If further clarification is needed on the relationship between financial considerations and considering planning applications, then the way to achieve this is by drawing up guidance for local authorities, not through primary legislation. The probity of the planning system is crucial, and is indeed vital if we are to achieve community buy-in to sustainable development, and meet the housing needs that we know are out there in our communities.
This clause threatens to bring the planning system into disrepute, and should be withdrawn.
My Lords, Amendment 170CC introduces a community right of appeal, which delivers two things that this Government are committed to. The first is devolving powers to local communities. In this Bill, the Government are right to create greater opportunities for local neighbourhood planning. However, if the Government accept the importance of local people having a direct say in the planning of their communities in their environment, how can it be right for local people to have no redress when a planning application is approved that drives a coach and horses through everything that has been agreed?
The second objective is enhancing the primacy of the local plan. The Minister in another place has made statements about the importance of enshrining the primacy of the local plan. On Report, he confirmed that the reforms were all geared towards making the plan prominent and indeed sovereign. Granting a limited community right of appeal, which was triggered where a decision to grant planning permission was not in line with the adopted local plan, would be a powerful support to that approach. To be clear, it is a limited right of appeal for the community that I am proposing. It is limited as to the conditions under which it can appeal, principally if it is not in line with the agreed local plan, although also if an authority grants an application in which it has a financial or other interest. It is also limited as to who can apply—that is, members of the local community through their elected representatives—and limited in time, with 28 days to lodge an appeal to minimise delay and uncertainty.
Critics have argued that granting a right of appeal to communities will slow down the planning process, but limiting the right of appeal minimises any delay. Recent government figures make it clear that the number of so-called departure applications are extremely small—8,000 out of more than 6 million planning applications in the past decade, or 0.15 per cent. It could also help to ensure that local councils put sufficient weight on policies in the democratically agreed plan and strengthen mandatory pre-application discussions for major developments introduced by the Bill. Indeed, in New Zealand, where such an appeal right exists, it acts as a powerful incentive on all parties to focus on pre-application discussions.

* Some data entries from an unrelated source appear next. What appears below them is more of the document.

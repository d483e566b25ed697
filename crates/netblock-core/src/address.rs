//! The [`Address`] value type

use serde::{de, Deserialize, Deserializer, Serialize, Serializer};
use std::cmp::Ordering;
use std::fmt;
use std::net::{IpAddr, Ipv4Addr, Ipv6Addr};
use std::ops::Not;
use std::str::FromStr;

use crate::format::format_address;
use crate::parse::{parse_ipv4, parse_ipv6};
use crate::{FormatMode, IpVersion, Magnitude, NetblockError, Result};

/// Leading twelve bytes of an IPv4-mapped IPv6 address
const MAPPED_PREFIX: [u8; 12] = [0, 0, 0, 0, 0, 0, 0, 0, 0, 0, 0xFF, 0xFF];

/// An IPv4 or IPv6 address
///
/// Ordering derived on the enum puts every IPv4 address before every IPv6
/// address and is meant for collections; [`Address::compare_to`] is the
/// version-checked comparison.
///
/// # Examples
///
/// ```
/// use netblock_core::{Address, FormatMode};
///
/// let addr = Address::parse("2001:630:d0::")?;
/// assert_eq!(addr.format(FormatMode::Full), "2001:0630:00d0:0000:0000:0000:0000:0000");
/// assert_eq!(addr.format(FormatMode::Compact), "2001:630:d0::");
/// # Ok::<(), netblock_core::NetblockError>(())
/// ```
#[derive(Debug, Clone, Copy, PartialEq, Eq, Hash, PartialOrd, Ord)]
pub enum Address {
    /// IPv4 address in network byte order
    V4([u8; 4]),
    /// IPv6 address in network byte order
    V6([u8; 16]),
}

/// Bitwise operator tag accepted by [`Address::bitwise`]
#[derive(Debug, Clone, Copy, PartialEq, Eq)]
pub enum BitwiseOp {
    And,
    Or,
    Xor,
    Not,
}

impl FromStr for BitwiseOp {
    type Err = NetblockError;

    fn from_str(s: &str) -> Result<Self> {
        match s {
            "&" => Ok(BitwiseOp::And),
            "|" => Ok(BitwiseOp::Or),
            "^" => Ok(BitwiseOp::Xor),
            "~" => Ok(BitwiseOp::Not),
            other => Err(NetblockError::UnsupportedOperation(format!(
                "unknown operation type '{}'",
                other
            ))),
        }
    }
}

impl Address {
    /// Parse a dotted-quad or colon-hex string
    pub fn parse(input: &str) -> Result<Self> {
        match IpVersion::sniff(input) {
            Some(IpVersion::V4) => parse_ipv4(input).map(Address::V4),
            Some(IpVersion::V6) => parse_ipv6(input).map(Address::V6),
            None => Err(NetblockError::InvalidFormat(format!(
                "unable to guess IP address type from '{}'",
                input
            ))),
        }
    }

    /// IPv4 address from its 32-bit integer value
    pub fn from_u32(value: u32) -> Self {
        Address::V4(value.to_be_bytes())
    }

    /// IPv6 address from its 128-bit integer value
    pub fn from_u128(value: u128) -> Self {
        Address::V6(value.to_be_bytes())
    }

    /// IPv6 address from an arbitrary-precision integer
    pub fn from_magnitude(value: &Magnitude) -> Result<Self> {
        Self::from_magnitude_for(IpVersion::V6, value)
    }

    /// Address of the given version from an arbitrary-precision integer
    pub fn from_magnitude_for(version: IpVersion, value: &Magnitude) -> Result<Self> {
        let bytes = value.to_be_bytes(version.byte_len()).ok_or_else(|| {
            NetblockError::InvalidFormat(format!("{} is out of range for {}", value, version))
        })?;
        Self::from_bytes(&bytes)
    }

    /// Address from 4 or 16 network-order bytes
    pub fn from_bytes(bytes: &[u8]) -> Result<Self> {
        if let Ok(v4) = <[u8; 4]>::try_from(bytes) {
            Ok(Address::V4(v4))
        } else if let Ok(v6) = <[u8; 16]>::try_from(bytes) {
            Ok(Address::V6(v6))
        } else {
            Err(NetblockError::InvalidFormat(format!(
                "expected 4 or 16 bytes, got {}",
                bytes.len()
            )))
        }
    }

    /// Version tag
    pub fn version(&self) -> IpVersion {
        match self {
            Address::V4(_) => IpVersion::V4,
            Address::V6(_) => IpVersion::V6,
        }
    }

    /// Network-order bytes
    pub fn as_bytes(&self) -> &[u8] {
        match self {
            Address::V4(bytes) => bytes,
            Address::V6(bytes) => bytes,
        }
    }

    /// Unsigned integer value
    pub fn to_magnitude(&self) -> Magnitude {
        Magnitude::from_be_bytes(self.as_bytes())
    }

    fn bit_width(&self) -> u32 {
        self.version().bit_width() as u32
    }

    /// Same version, value taken modulo `2^bit_width`
    fn with_value(&self, value: &Magnitude) -> Address {
        let bytes = value.to_be_bytes_truncated(self.version().byte_len());
        let mut out = *self;
        match &mut out {
            Address::V4(b) => b.copy_from_slice(&bytes),
            Address::V6(b) => b.copy_from_slice(&bytes),
        }
        out
    }

    /// Fail with `TypeMismatch` unless both addresses share a version
    pub fn ensure_same_version(&self, other: &Address) -> Result<()> {
        if self.version() != other.version() {
            return Err(NetblockError::TypeMismatch {
                left: self.version(),
                right: other.version(),
            });
        }
        Ok(())
    }

    /// Apply a bitwise operator; `other` is required for every operator but `Not`
    pub fn bitwise(&self, op: BitwiseOp, other: Option<&Address>) -> Result<Address> {
        let f: fn(u8, u8) -> u8 = match op {
            BitwiseOp::And => |a, b| a & b,
            BitwiseOp::Or => |a, b| a | b,
            BitwiseOp::Xor => |a, b| a ^ b,
            BitwiseOp::Not => return Ok(self.bitwise_not()),
        };
        let other = other.ok_or_else(|| {
            NetblockError::UnsupportedOperation(format!("{:?} needs a second operand", op))
        })?;
        match (self, other) {
            (Address::V4(a), Address::V4(b)) => Ok(Address::V4(zip_bytes(a, b, f))),
            (Address::V6(a), Address::V6(b)) => Ok(Address::V6(zip_bytes(a, b, f))),
            _ => Err(NetblockError::TypeMismatch {
                left: self.version(),
                right: other.version(),
            }),
        }
    }

    /// `self & other`
    pub fn bitwise_and(&self, other: &Address) -> Result<Address> {
        self.bitwise(BitwiseOp::And, Some(other))
    }

    /// `self | other`
    pub fn bitwise_or(&self, other: &Address) -> Result<Address> {
        self.bitwise(BitwiseOp::Or, Some(other))
    }

    /// `self ^ other`
    pub fn bitwise_xor(&self, other: &Address) -> Result<Address> {
        self.bitwise(BitwiseOp::Xor, Some(other))
    }

    /// `!self`
    pub fn bitwise_not(&self) -> Address {
        match self {
            Address::V4(a) => Address::V4(a.map(|b| !b)),
            Address::V6(a) => Address::V6(a.map(|b| !b)),
        }
    }

    /// Keep the top `prefix_len` bits and clear the rest (`self & mask`)
    pub fn truncate_to_prefix(&self, prefix_len: u8) -> Address {
        let mask = self.version().prefix_mask(prefix_len);
        self.masked_with(&mask, |a, m| a & m)
    }

    /// Keep the top `prefix_len` bits and set the rest (`self | !mask`)
    pub fn fill_host_bits(&self, prefix_len: u8) -> Address {
        let mask = self.version().prefix_mask(prefix_len);
        self.masked_with(&mask, |a, m| a | !m)
    }

    fn masked_with(&self, mask: &Address, f: fn(u8, u8) -> u8) -> Address {
        match (self, mask) {
            (Address::V4(a), Address::V4(m)) => Address::V4(zip_bytes(a, m, f)),
            (Address::V6(a), Address::V6(m)) => Address::V6(zip_bytes(a, m, f)),
            _ => *self,
        }
    }

    /// Add `n`, wrapping around the top of the address space
    pub fn add(&self, n: impl Into<Magnitude>) -> Address {
        let sum = &self.to_magnitude() + &n.into();
        self.with_value(&sum)
    }

    /// Subtract `n`, wrapping around below zero
    pub fn subtract(&self, n: impl Into<Magnitude>) -> Address {
        let bits = self.bit_width();
        let lifted = &self.to_magnitude() + &Magnitude::pow2(bits);
        // lifted >= 2^bits > n mod 2^bits, so the subtraction cannot underflow
        let diff = lifted
            .checked_sub(&n.into().truncated(bits))
            .unwrap_or_default();
        self.with_value(&diff)
    }

    /// Add `n`, or `None` past the last address
    pub fn checked_add(&self, n: impl Into<Magnitude>) -> Option<Address> {
        let sum = &self.to_magnitude() + &n.into();
        (sum.bits() <= self.bit_width()).then(|| self.with_value(&sum))
    }

    /// Subtract `n`, or `None` below the first address
    pub fn checked_sub(&self, n: impl Into<Magnitude>) -> Option<Address> {
        self.to_magnitude()
            .checked_sub(&n.into())
            .map(|diff| self.with_value(&diff))
    }

    /// Unsigned numeric comparison; fails across versions
    pub fn compare_to(&self, other: &Address) -> Result<Ordering> {
        self.ensure_same_version(other)?;
        Ok(self.as_bytes().cmp(other.as_bytes()))
    }

    /// Byte at `index`, counting from the end when negative (`-1` is the last)
    pub fn octet(&self, index: isize) -> Option<u8> {
        let bytes = self.as_bytes();
        let pos = if index >= 0 {
            index as usize
        } else {
            bytes.len().checked_sub(index.unsigned_abs())?
        };
        bytes.get(pos).copied()
    }

    /// Render in the given style
    pub fn format(&self, mode: FormatMode) -> String {
        format_address(self, mode)
    }

    /// Check for the `::ffff:a.b.c.d` pattern
    pub fn is_mapped_ipv4(&self) -> bool {
        match self {
            Address::V4(_) => false,
            Address::V6(bytes) => bytes[..12] == MAPPED_PREFIX,
        }
    }

    /// IPv4 form: identity for IPv4, the embedded address for mapped IPv6
    pub fn as_ipv4(&self) -> Result<Address> {
        match self {
            Address::V4(_) => Ok(*self),
            Address::V6(bytes) if self.is_mapped_ipv4() => {
                Ok(Address::V4([bytes[12], bytes[13], bytes[14], bytes[15]]))
            }
            Address::V6(_) => Err(NetblockError::InvalidFormat(format!(
                "{} is not an IPv4 address encoded in an IPv6 address",
                self
            ))),
        }
    }

    /// IPv6 form: `::ffff:`-mapped for IPv4, identity for IPv6
    pub fn as_ipv6(&self) -> Address {
        match self {
            Address::V4(v4) => {
                let mut bytes = [0u8; 16];
                bytes[..12].copy_from_slice(&MAPPED_PREFIX);
                bytes[12..].copy_from_slice(v4);
                Address::V6(bytes)
            }
            Address::V6(_) => *self,
        }
    }

    /// Convert to the other version
    pub fn as_other_version(&self) -> Result<Address> {
        match self {
            Address::V4(_) => Ok(self.as_ipv6()),
            Address::V6(_) => self.as_ipv4(),
        }
    }
}

fn zip_bytes<const N: usize>(a: &[u8; N], b: &[u8; N], f: fn(u8, u8) -> u8) -> [u8; N] {
    let mut out = *a;
    for (x, y) in out.iter_mut().zip(b) {
        *x = f(*x, *y);
    }
    out
}

impl Not for Address {
    type Output = Address;

    fn not(self) -> Address {
        self.bitwise_not()
    }
}

impl fmt::Display for Address {
    fn fmt(&self, f: &mut fmt::Formatter<'_>) -> fmt::Result {
        let mode = match self {
            Address::V4(_) => FormatMode::Compact,
            Address::V6(_) => FormatMode::MayMappedCompact,
        };
        f.pad(&self.format(mode))
    }
}

impl FromStr for Address {
    type Err = NetblockError;

    fn from_str(s: &str) -> Result<Self> {
        Address::parse(s)
    }
}

impl From<u32> for Address {
    fn from(value: u32) -> Self {
        Address::from_u32(value)
    }
}

impl TryFrom<&Magnitude> for Address {
    type Error = NetblockError;

    fn try_from(value: &Magnitude) -> Result<Self> {
        Address::from_magnitude(value)
    }
}

impl From<Ipv4Addr> for Address {
    fn from(addr: Ipv4Addr) -> Self {
        Address::V4(addr.octets())
    }
}

impl From<Ipv6Addr> for Address {
    fn from(addr: Ipv6Addr) -> Self {
        Address::V6(addr.octets())
    }
}

impl From<IpAddr> for Address {
    fn from(addr: IpAddr) -> Self {
        match addr {
            IpAddr::V4(v4) => v4.into(),
            IpAddr::V6(v6) => v6.into(),
        }
    }
}

impl From<Address> for IpAddr {
    fn from(addr: Address) -> Self {
        match addr {
            Address::V4(bytes) => IpAddr::V4(Ipv4Addr::from(bytes)),
            Address::V6(bytes) => IpAddr::V6(Ipv6Addr::from(bytes)),
        }
    }
}

impl Serialize for Address {
    fn serialize<S>(&self, serializer: S) -> std::result::Result<S::Ok, S::Error>
    where
        S: Serializer,
    {
        serializer.collect_str(self)
    }
}

impl<'de> Deserialize<'de> for Address {
    fn deserialize<D>(deserializer: D) -> std::result::Result<Address, D::Error>
    where
        D: Deserializer<'de>,
    {
        let s = String::deserialize(deserializer)?;
        Address::parse(&s).map_err(de::Error::custom)
    }
}
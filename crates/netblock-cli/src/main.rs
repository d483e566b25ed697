use anyhow::Result;
use clap::{Parser, Subcommand, ValueEnum};
use colored::Colorize;
use serde::Serialize;
use tracing::Level;

use netblock_cidr::{Address, FormatMode, NetworkAddress};

mod input;

/// IP address and CIDR block calculator
#[derive(Parser)]
#[command(name = "netblock")]
#[command(author, version, about, long_about = None)]
struct Cli {
    /// Output format
    #[arg(short, long, value_enum, default_value = "human", global = true)]
    output: OutputFormat,

    /// Enable verbose output
    #[arg(short, long, global = true)]
    verbose: bool,

    #[command(subcommand)]
    command: Commands,
}

#[derive(Subcommand)]
enum Commands {
    /// Show mask, range and size of a block
    Info(InfoArgs),
    /// Render an address in a given style
    Format(FormatArgs),
    /// Split a block into 2^N equal blocks
    Split(SplitArgs),
    /// Merge blocks into the smallest equivalent set
    Merge(MergeArgs),
    /// List the free blocks left after removing used ones
    Exclude(ExcludeArgs),
    /// Check whether a block contains an address or another block
    Contains(ContainsArgs),
}

#[derive(Parser)]
struct InfoArgs {
    /// Block in CIDR notation (e.g., 192.168.1.0/24)
    #[arg(value_name = "CIDR")]
    block: String,
}

#[derive(Parser)]
struct FormatArgs {
    /// IPv4 or IPv6 address
    #[arg(value_name = "ADDRESS")]
    address: String,

    /// Output style
    #[arg(short, long, value_enum, default_value = "compact")]
    mode: ModeArg,
}

#[derive(Parser)]
struct SplitArgs {
    /// Block in CIDR notation
    #[arg(value_name = "CIDR")]
    block: String,

    /// Number of times to halve the block
    #[arg(short, long, default_value = "1")]
    times: u8,
}

#[derive(Parser)]
struct MergeArgs {
    /// Blocks in CIDR notation
    #[arg(value_name = "CIDR")]
    blocks: Vec<String>,

    /// Read additional blocks from a file (use '-' for stdin)
    #[arg(short, long, value_name = "FILE")]
    file: Option<String>,
}

#[derive(Parser)]
struct ExcludeArgs {
    /// Block to carve free space from
    #[arg(value_name = "CIDR")]
    block: String,

    /// Blocks already in use
    #[arg(short, long, value_name = "CIDR", required = true, num_args = 1..)]
    used: Vec<String>,
}

#[derive(Parser)]
struct ContainsArgs {
    /// Enclosing block
    #[arg(value_name = "CIDR")]
    block: String,

    /// Address or block to test
    #[arg(value_name = "TARGET")]
    target: String,
}

#[derive(Debug, Clone, ValueEnum)]
enum OutputFormat {
    /// Human-readable output
    Human,
    /// JSON output (pretty-printed)
    Json,
    /// JSON output (compact)
    JsonCompact,
    /// CSV output
    Csv,
}

#[derive(Debug, Clone, Copy, ValueEnum)]
enum ModeArg {
    /// Zero-padded octets and hextets
    Full,
    /// Shortest form, `::` for the longest zero run
    Compact,
    /// IPv6 without leading zeros, no `::`
    Abbreviated,
    /// Always `::ffff:a.b.c.d` when possible
    Mapped,
    /// Mapped form for mapped addresses, compact otherwise
    MayMapped,
    /// Unsigned decimal integer
    Integer,
}

impl From<ModeArg> for FormatMode {
    fn from(mode: ModeArg) -> Self {
        match mode {
            ModeArg::Full => FormatMode::Full,
            ModeArg::Compact => FormatMode::Compact,
            ModeArg::Abbreviated => FormatMode::Abbreviated,
            ModeArg::Mapped => FormatMode::MappedIpv4,
            ModeArg::MayMapped => FormatMode::MayMappedCompact,
            ModeArg::Integer => FormatMode::Integer,
        }
    }
}

#[derive(Serialize)]
struct BlockInfo {
    block: String,
    version: String,
    address: String,
    prefix_len: u8,
    subnet_mask: String,
    network_start: String,
    network_end: String,
    address_count: String,
    is_network_identifier: bool,
    parent: Option<String>,
    network_class: Option<String>,
}

impl From<&NetworkAddress> for BlockInfo {
    fn from(block: &NetworkAddress) -> Self {
        Self {
            block: block.to_string(),
            version: block.version().to_string(),
            address: block.address().to_string(),
            prefix_len: block.prefix_len(),
            subnet_mask: block.subnet_mask().to_string(),
            network_start: block.network_start().to_string(),
            network_end: block.network_end().to_string(),
            address_count: block.address_count().to_string(),
            is_network_identifier: block.is_network_identifier(),
            parent: block.parent().map(|p| p.to_string()),
            network_class: block.network_class(),
        }
    }
}

#[derive(Serialize)]
struct ValueResult {
    input: String,
    result: String,
}

fn main() -> Result<()> {
    let cli = Cli::parse();
    init_logging(cli.verbose);

    match cli.command {
        Commands::Info(args) => handle_info(args, &cli.output)?,
        Commands::Format(args) => handle_format(args, &cli.output)?,
        Commands::Split(args) => handle_split(args, &cli.output)?,
        Commands::Merge(args) => handle_merge(args, &cli.output)?,
        Commands::Exclude(args) => handle_exclude(args, &cli.output)?,
        Commands::Contains(args) => handle_contains(args, &cli.output)?,
    }

    Ok(())
}

fn init_logging(verbose: bool) {
    let level = if verbose { Level::DEBUG } else { Level::WARN };
    tracing_subscriber::fmt()
        .with_max_level(level)
        .with_target(false)
        .with_writer(std::io::stderr)
        .init();
}

fn handle_info(args: InfoArgs, format: &OutputFormat) -> Result<()> {
    let block = input::parse_block(&args.block)?;
    print_info(&BlockInfo::from(&block), format)
}

fn handle_format(args: FormatArgs, format: &OutputFormat) -> Result<()> {
    let address = Address::parse(args.address.trim())?;
    let result = ValueResult {
        input: args.address,
        result: address.format(args.mode.into()),
    };
    print_value(&result, format)
}

fn handle_split(args: SplitArgs, format: &OutputFormat) -> Result<()> {
    let block = input::parse_block(&args.block)?;
    let pieces = block.split(args.times)?;
    print_blocks(&format!("{} split {} times", block, args.times), &pieces, format)
}

fn handle_merge(args: MergeArgs, format: &OutputFormat) -> Result<()> {
    let blocks = input::read_blocks(&args.blocks, args.file.as_deref())?;
    let merged = NetworkAddress::merge(&blocks);
    print_blocks(
        &format!("{} blocks merged into {}", blocks.len(), merged.len()),
        &merged,
        format,
    )
}

fn handle_exclude(args: ExcludeArgs, format: &OutputFormat) -> Result<()> {
    let block = input::parse_block(&args.block)?;
    let used = input::read_blocks(&args.used, None)?;
    let free = block.excluding(&used)?;
    print_blocks(&format!("Free space in {}", block), &free, format)
}

fn handle_contains(args: ContainsArgs, format: &OutputFormat) -> Result<()> {
    let block = input::parse_block(&args.block)?;
    let target = args.target.trim();
    let contained = if target.contains('/') {
        block.encloses_subnet(&NetworkAddress::parse(target)?)?
    } else {
        block.contains_address(&Address::parse(target)?)?
    };
    let result = ValueResult {
        input: format!("{} {}", block, target),
        result: contained.to_string(),
    };
    print_value(&result, format)
}

fn print_info(info: &BlockInfo, format: &OutputFormat) -> Result<()> {
    match format {
        OutputFormat::Human => {
            println!();
            println!("{}", "Block Information".bold().cyan());
            println!("{}", "─".repeat(50).dimmed());
            println!("{:>15}: {}", "Block".bold(), info.block.green());
            println!("{:>15}: {}", "Version".bold(), info.version);
            println!("{:>15}: {}", "Subnet mask".bold(), info.subnet_mask);
            println!("{:>15}: {}", "Network start".bold(), info.network_start);
            println!("{:>15}: {}", "Network end".bold(), info.network_end);
            println!("{:>15}: {}", "Addresses".bold(), info.address_count);
            println!("{:>15}: {}", "Identifier".bold(), info.is_network_identifier);
            if let Some(ref parent) = info.parent {
                println!("{:>15}: {}", "Parent".bold(), parent);
            }
            if let Some(ref class) = info.network_class {
                println!("{:>15}: {}", "Class".bold(), class);
            }
            println!();
        }
        OutputFormat::Json => println!("{}", serde_json::to_string_pretty(info)?),
        OutputFormat::JsonCompact => println!("{}", serde_json::to_string(info)?),
        OutputFormat::Csv => {
            let mut wtr = csv::Writer::from_writer(std::io::stdout());
            wtr.serialize(info)?;
            wtr.flush()?;
        }
    }
    Ok(())
}

fn print_blocks(title: &str, blocks: &[NetworkAddress], format: &OutputFormat) -> Result<()> {
    match format {
        OutputFormat::Human => {
            println!();
            println!("{}", title.bold().cyan());
            println!("{}", "─".repeat(50).dimmed());
            if blocks.is_empty() {
                println!("{}", "(none)".yellow());
            }
            for block in blocks {
                println!("  {}", block.to_string().green());
            }
            println!();
        }
        OutputFormat::Json => println!("{}", serde_json::to_string_pretty(blocks)?),
        OutputFormat::JsonCompact => println!("{}", serde_json::to_string(blocks)?),
        OutputFormat::Csv => {
            let mut wtr = csv::Writer::from_writer(std::io::stdout());
            wtr.write_record(["block", "network_start", "network_end", "address_count"])?;
            for block in blocks {
                wtr.write_record([
                    block.to_string(),
                    block.network_start().to_string(),
                    block.network_end().to_string(),
                    block.address_count().to_string(),
                ])?;
            }
            wtr.flush()?;
        }
    }
    Ok(())
}

fn print_value(value: &ValueResult, format: &OutputFormat) -> Result<()> {
    match format {
        OutputFormat::Human => println!("{}", value.result.green()),
        OutputFormat::Json => println!("{}", serde_json::to_string_pretty(value)?),
        OutputFormat::JsonCompact => println!("{}", serde_json::to_string(value)?),
        OutputFormat::Csv => {
            let mut wtr = csv::Writer::from_writer(std::io::stdout());
            wtr.serialize(value)?;
            wtr.flush()?;
        }
    }
    Ok(())
}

A limited third-party right of appeal was a manifesto commitment of both coalition parties. Introducing one would help to make a reality of the goals of this Government to build public faith in decision-making and encourage participation in the planning process. It would also help to make the local plan sovereign. I beg to move.
I thank my noble friends for making powerful contributions in support of the case for a community right of appeal. I take some comfort from the words of the Front Bench and I will over the summer use all the endeavours that I have at my disposal, and those of my colleagues, to press the case for delivering what the Government want to achieve in terms of helping people to have a powerful say in local planning and decisions that affect their lives. In view of the time, I beg leave to withdraw the amendment.